O RNA contém quatro bases, abreviadas como A, U, G e C, correspondendo a A, T, G e C no DNA, as letras do código genético. Karikó e Weissman sabiam que as bases do RNA de células de mamíferos são frequentemente modificadas quimicamente, enquanto o mRNA transcrito in vitro não o é. E se perguntaram se a ausência de bases alteradas no RNA transcrito in vitro poderia explicar a indesejada reação inflamatória. Para investigar isso, produziram diferentes variantes de mRNA, cada uma com alterações químicas únicas em suas bases, que entregaram às células dendríticas.
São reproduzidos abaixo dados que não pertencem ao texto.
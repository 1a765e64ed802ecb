//! Configuration management for pcompose

mod serde_utils;
mod server;

pub use server::{PcomposeConfig, ToolsConfig};

use crate::error::ConfigError;
use crate::{HOOKS_CONFIG_FILE, HOOKS_DIR_NAME};
use std::path::{Path, PathBuf};

/// Get the default configuration file path (relative to the working directory)
pub fn default_config_path() -> PathBuf {
    PathBuf::from("config.toml")
}

/// Path of the configuration file a hook reads, relative to its repository
pub fn hooks_config_path(repo_dir: &Path) -> PathBuf {
    repo_dir.join(HOOKS_DIR_NAME).join(HOOKS_CONFIG_FILE)
}

/// Load configuration from a file
pub fn load_config<T: serde::de::DeserializeOwned>(path: &Path) -> Result<T, ConfigError> {
    if !path.exists() {
        return Err(ConfigError::NotFound(path.to_path_buf()));
    }

    let content = std::fs::read_to_string(path)
        .map_err(|e| ConfigError::Invalid(format!("Failed to read config: {}", e)))?;

    let config: T = toml::from_str(&content)?;
    Ok(config)
}

/// Save configuration to a file
pub fn save_config<T: serde::Serialize>(path: &Path, config: &T) -> Result<(), ConfigError> {
    let content = toml::to_string_pretty(config)?;

    // Ensure parent directory exists
    if let Some(parent) = path.parent() {
        std::fs::create_dir_all(parent)
            .map_err(|e| ConfigError::Invalid(format!("Failed to create config dir: {}", e)))?;
    }

    std::fs::write(path, content)
        .map_err(|e| ConfigError::Invalid(format!("Failed to write config: {}", e)))?;

    Ok(())
}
Os resultados foram impressionantes: a resposta inflamatória foi quase abolida quando modificações de base foram incluídas no mRNA. Foi uma mudança de paradigma na compreensão de como as células reconhecem e respondem a diferentes formas de mRNA. Karikó e Weissman compreenderam imediatamente o significado profundo de sua descoberta para a utilização do mRNA como terapia. Esses resultados seminais foram publicados em 2005, 15 anos antes da pandemia de covid-19.
Em estudos adicionais publicados em 2008 e 2010, os dois cientistas mostraram que a entrega de mRNA gerado com modificações de base aumentou significativamente a produção de proteínas em comparação com o mRNA não modificado, efeito devido à redução da ativação de uma enzima que regula a produção de proteínas. Assim, com essa descoberta de que as modificações de base reduziram as respostas inflamatórias e aumentaram a produção de proteínas, Karikó e Weissman eliminaram obstáculos críticos no caminho das aplicações clínicas do mRNA.
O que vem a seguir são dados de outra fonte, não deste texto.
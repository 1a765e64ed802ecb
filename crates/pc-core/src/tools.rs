//! Argument builders for the external tools pcompose drives
//!
//! Each builder only produces a [`CommandDescriptor`]; nothing is executed
//! here. Binary names come from [`ToolsConfig`] so tests can substitute
//! fake executables.

use std::path::Path;

use crate::command::{CommandDescriptor, StdioMode};
use crate::config::ToolsConfig;
use crate::types::ProjectName;

/// Default shell inside ordinary containers
pub const CONTAINER_SHELL: &str = "/bin/sh";

/// Shell inside the orchestration container
pub const ORCHESTRATION_SHELL: &str = "/bin/zsh";

/// `docker` invocations
#[derive(Debug, Clone, Copy)]
pub struct Docker<'a> {
    bin: &'a str,
}

impl<'a> Docker<'a> {
    pub fn new(tools: &'a ToolsConfig) -> Self {
        Self { bin: &tools.docker }
    }

    fn command(&self) -> CommandDescriptor {
        CommandDescriptor::new(self.bin)
    }

    /// `docker exec -it <container> <shell>`
    pub fn exec_shell(&self, container: &str, shell: &str) -> CommandDescriptor {
        self.command()
            .args(["exec", "-it", container, shell])
            .stdio(StdioMode::Pty)
    }

    /// `docker exec -it -w <dir> -e COMPOSE_PROJECT_NAME=<project> <container> <shell>`
    pub fn exec_project_shell(
        &self,
        container: &str,
        work_dir: &Path,
        project: &ProjectName,
        shell: &str,
    ) -> CommandDescriptor {
        self.command()
            .args(["exec", "-it", "-w"])
            .args([work_dir.to_string_lossy().into_owned()])
            .args(["-e".to_string(), project.env_assignment()])
            .args([container, shell])
            .stdio(StdioMode::Pty)
    }

    /// `docker logs -f <container>`
    pub fn logs_follow(&self, container: &str) -> CommandDescriptor {
        self.command()
            .args(["logs", "-f", container])
            .stdio(StdioMode::Pty)
    }

    /// `docker attach <container>`
    pub fn attach(&self, container: &str) -> CommandDescriptor {
        self.command()
            .args(["attach", container])
            .stdio(StdioMode::Pty)
    }

    /// `docker network create <network>`
    pub fn network_create(&self, network: &str) -> CommandDescriptor {
        self.command().args(["network", "create", network])
    }

    /// `docker network connect <network> <container>`
    pub fn network_connect(&self, network: &str, container: &str) -> CommandDescriptor {
        self.command().args(["network", "connect", network, container])
    }

    /// `docker network disconnect <network> <container>`
    pub fn network_disconnect(&self, network: &str, container: &str) -> CommandDescriptor {
        self.command()
            .args(["network", "disconnect", network, container])
    }
}

/// `docker-compose` invocations
#[derive(Debug, Clone, Copy)]
pub struct Compose<'a> {
    bin: &'a str,
}

impl<'a> Compose<'a> {
    pub fn new(tools: &'a ToolsConfig) -> Self {
        Self { bin: &tools.compose }
    }

    /// Client supplied arguments, project selected through the environment
    pub fn command<I, S>(&self, project: &ProjectName, args: I) -> CommandDescriptor
    where
        I: IntoIterator<Item = S>,
        S: Into<String>,
    {
        CommandDescriptor::new(self.bin)
            .args(args)
            .env(crate::types::COMPOSE_PROJECT_ENV, project.as_str())
    }

    /// `docker-compose -p <project> up -d --build`
    pub fn up_detached_build(&self, project: &ProjectName) -> CommandDescriptor {
        CommandDescriptor::new(self.bin).args(["-p", project.as_str(), "up", "-d", "--build"])
    }
}

/// `git` invocations
#[derive(Debug, Clone, Copy)]
pub struct Git<'a> {
    bin: &'a str,
}

/// Ref that tracks the remote default branch in a clone
pub const ORIGIN_HEAD_REF: &str = "refs/remotes/origin/HEAD";

impl<'a> Git<'a> {
    pub fn new(tools: &'a ToolsConfig) -> Self {
        Self { bin: &tools.git }
    }

    fn command(&self) -> CommandDescriptor {
        CommandDescriptor::new(self.bin)
    }

    /// Command run inside a working tree, pinned to its `.git` directory
    fn in_worktree(&self, worktree: &Path) -> CommandDescriptor {
        self.command().cwd(worktree).env("GIT_DIR", ".git")
    }

    /// `GIT_DIR=<repo> git init --bare`
    pub fn init_bare(&self, repo_dir: &Path) -> CommandDescriptor {
        self.command()
            .args(["init", "--bare"])
            .env("GIT_DIR", repo_dir.to_string_lossy())
    }

    /// `git clone <repo> <dest>`
    pub fn clone_repo(&self, repo_dir: &Path, dest: &Path) -> CommandDescriptor {
        self.command()
            .args(["clone".to_string()])
            .args([repo_dir.to_string_lossy(), dest.to_string_lossy()])
    }

    /// `git fetch` inside a working tree
    pub fn fetch(&self, worktree: &Path) -> CommandDescriptor {
        self.in_worktree(worktree).args(["fetch"])
    }

    /// `git symbolic-ref refs/remotes/origin/HEAD` inside a working tree
    pub fn origin_head(&self, worktree: &Path) -> CommandDescriptor {
        self.in_worktree(worktree)
            .args(["symbolic-ref", ORIGIN_HEAD_REF])
    }

    /// `git reset origin/<branch> --hard` inside a working tree
    pub fn reset_hard(&self, worktree: &Path, branch: &str) -> CommandDescriptor {
        self.in_worktree(worktree)
            .args(["reset".to_string(), format!("origin/{}", branch), "--hard".to_string()])
    }
}

/// Branch name from `git symbolic-ref refs/remotes/origin/HEAD` output
pub fn default_branch_from_symbolic_ref(output: &str) -> Option<&str> {
    let branch = output
        .trim()
        .strip_prefix("refs/remotes/origin/")?
        .trim();
    if branch.is_empty() {
        None
    } else {
        Some(branch)
    }
}

#[cfg(test)]
mod tests {
    use super::*;

    #[test]
    fn test_docker_shells() {
        let tools = ToolsConfig::default();
        let docker = Docker::new(&tools);

        assert_eq!(
            docker.exec_shell("web", CONTAINER_SHELL).argv(),
            vec!["docker", "exec", "-it", "web", "/bin/sh"]
        );
        assert_eq!(docker.logs_follow("web").argv(), vec!["docker", "logs", "-f", "web"]);
        assert_eq!(docker.attach("web").stdio, StdioMode::Pty);
    }

    #[test]
    fn test_compose_up_detached_build() {
        let tools = ToolsConfig::default();
        let project = ProjectName::from_identity("team/app");
        assert_eq!(
            Compose::new(&tools).up_detached_build(&project).argv(),
            vec!["docker-compose", "-p", "team_app", "up", "-d", "--build"]
        );
    }

    #[test]
    fn test_git_worktree_commands_pin_git_dir() {
        let tools = ToolsConfig::default();
        let git = Git::new(&tools);
        let reset = git.reset_hard(Path::new("/data/demo/demo"), "main");

        assert_eq!(reset.argv(), vec!["git", "reset", "origin/main", "--hard"]);
        assert_eq!(reset.cwd.as_deref(), Some(Path::new("/data/demo/demo")));
        assert!(reset.env.contains(&("GIT_DIR".to_string(), ".git".to_string())));
    }

    #[test]
    fn test_default_branch_from_symbolic_ref() {
        assert_eq!(
            default_branch_from_symbolic_ref("refs/remotes/origin/main\n"),
            Some("main")
        );
        assert_eq!(
            default_branch_from_symbolic_ref("refs/remotes/origin/release/v2"),
            Some("release/v2")
        );
        assert_eq!(default_branch_from_symbolic_ref("refs/heads/main"), None);
        assert_eq!(default_branch_from_symbolic_ref("refs/remotes/origin/"), None);
    }
}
As vacinas de mRNA perceberam seu potencial
O interesse pela tecnologia mRNA começou a aumentar e, em 2010, várias empresas trabalhavam no desenvolvimento do método. Foram procuradas vacinas contra o vírus Zika e Mers-CoV, esse último intimamente relacionado ao Sars-CoV-2. Após o início da pandemia, duas vacinas de mRNA com base modificada que codificam a proteína de superfície Sars-CoV-2 foram desenvolvidas em velocidade recorde. Foram relatados efeitos protetores de cerca de 95% e ambas as vacinas foram aprovadas já em dezembro de 2020.
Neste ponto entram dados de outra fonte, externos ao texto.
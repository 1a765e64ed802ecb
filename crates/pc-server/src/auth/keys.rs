//! Authorized public keys

use std::collections::HashMap;
use std::path::Path;

use anyhow::{Context, Result};
use russh_keys::key::PublicKey;

/// Public keys accepted for key authentication
#[derive(Debug, Default)]
pub struct AuthorizedKeys {
    /// Accepted keys by fingerprint
    keys: HashMap<String, AuthorizedKey>,
}

/// An accepted public key
#[derive(Debug, Clone)]
pub struct AuthorizedKey {
    /// Key fingerprint
    pub fingerprint: String,
    /// Key comment (if any)
    pub comment: Option<String>,
}

impl AuthorizedKeys {
    /// Create an empty store
    pub fn new() -> Self {
        Self::default()
    }

    /// Load every key file in a directory
    ///
    /// A missing directory yields an empty store.
    pub fn load_from_dir(dir: &Path) -> Result<Self> {
        let mut store = Self::new();

        if !dir.is_dir() {
            tracing::warn!("Authorized keys directory not found: {:?}", dir);
            return Ok(store);
        }

        let entries =
            std::fs::read_dir(dir).with_context(|| format!("Failed to read {:?}", dir))?;
        for entry in entries {
            let path = entry
                .with_context(|| format!("Failed to read entry in {:?}", dir))?
                .path();
            if path.is_file() {
                store.load_from_file(&path)?;
            }
        }

        Ok(store)
    }

    /// Load keys from one file in `authorized_keys` format
    pub fn load_from_file(&mut self, path: &Path) -> Result<()> {
        let content = std::fs::read_to_string(path)
            .with_context(|| format!("Failed to read {:?}", path))?;
        let count = self.load_from_str(&content, path);
        tracing::debug!("Loaded {} authorized keys from {:?}", count, path);
        Ok(())
    }

    fn load_from_str(&mut self, content: &str, origin: &Path) -> usize {
        let mut count = 0;

        for (line_num, line) in content.lines().enumerate() {
            let line = line.trim();
            if line.is_empty() || line.starts_with('#') {
                continue;
            }

            match parse_openssh_line(line) {
                Some((key, comment)) => {
                    self.add_key(&key, comment);
                    count += 1;
                }
                None => tracing::warn!(
                    "Failed to parse key on line {} of {:?}",
                    line_num + 1,
                    origin
                ),
            }
        }

        count
    }

    /// Look up an authorized key by fingerprint
    pub fn find(&self, fingerprint: &str) -> Option<&AuthorizedKey> {
        self.keys.get(fingerprint)
    }

    /// Check if a key fingerprint is authorized
    pub fn is_authorized(&self, fingerprint: &str) -> bool {
        self.keys.contains_key(fingerprint)
    }

    /// Add a fingerprint to the authorized set
    pub fn add_fingerprint(&mut self, fingerprint: String) {
        self.keys.insert(
            fingerprint.clone(),
            AuthorizedKey {
                fingerprint,
                comment: None,
            },
        );
    }

    /// Add a public key to the authorized set
    pub fn add_key(&mut self, key: &PublicKey, comment: Option<String>) {
        let fingerprint = key.fingerprint();
        self.keys.insert(
            fingerprint.clone(),
            AuthorizedKey {
                fingerprint,
                comment,
            },
        );
    }

    /// Number of authorized keys
    pub fn len(&self) -> usize {
        self.keys.len()
    }

    /// Check if there are no authorized keys
    pub fn is_empty(&self) -> bool {
        self.keys.is_empty()
    }
}

/// Parse `[options] type base64 [comment]`, or a bare base64 blob
fn parse_openssh_line(line: &str) -> Option<(PublicKey, Option<String>)> {
    let parts: Vec<&str> = line.split_whitespace().collect();
    if let [single] = parts.as_slice() {
        return russh_keys::parse_public_key_base64(single)
            .ok()
            .map(|key| (key, None));
    }

    let type_pos = parts
        .iter()
        .position(|p| p.starts_with("ssh-") || p.starts_with("ecdsa-"))?;
    let key = parts
        .get(type_pos + 1)
        .and_then(|blob| russh_keys::parse_public_key_base64(blob).ok())?;

    let comment = parts.get(type_pos + 2..).map(|rest| rest.join(" "));
    Some((key, comment.filter(|c| !c.is_empty())))
}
A impressionante flexibilidade e rapidez com que as vacinas mRNA podem ser desenvolvidas abrem caminho à utilização da nova plataforma também para vacinas contra outras doenças infecciosas. No futuro, a tecnologia também poderá ser usada para fornecer proteínas terapêuticas e tratar alguns tipos de câncer.
Várias outras vacinas contra o Sars-CoV-2, baseadas em diferentes metodologias, também foram rapidamente introduzidas e, em conjunto, foram administradas globalmente mais de 13 bilhões de doses de vacinas contra a Covid-19. As vacinas salvaram milhões de vidas e preveniram doenças graves em muitas mais, permitindo que as sociedades se abrissem e regressassem às condições normais. Através das suas descobertas fundamentais sobre a importância das modificações de bases no mRNA, os laureados com o Nobel deste ano contribuíram criticamente para este desenvolvimento transformador durante uma das maiores crises de saúde do nosso tempo.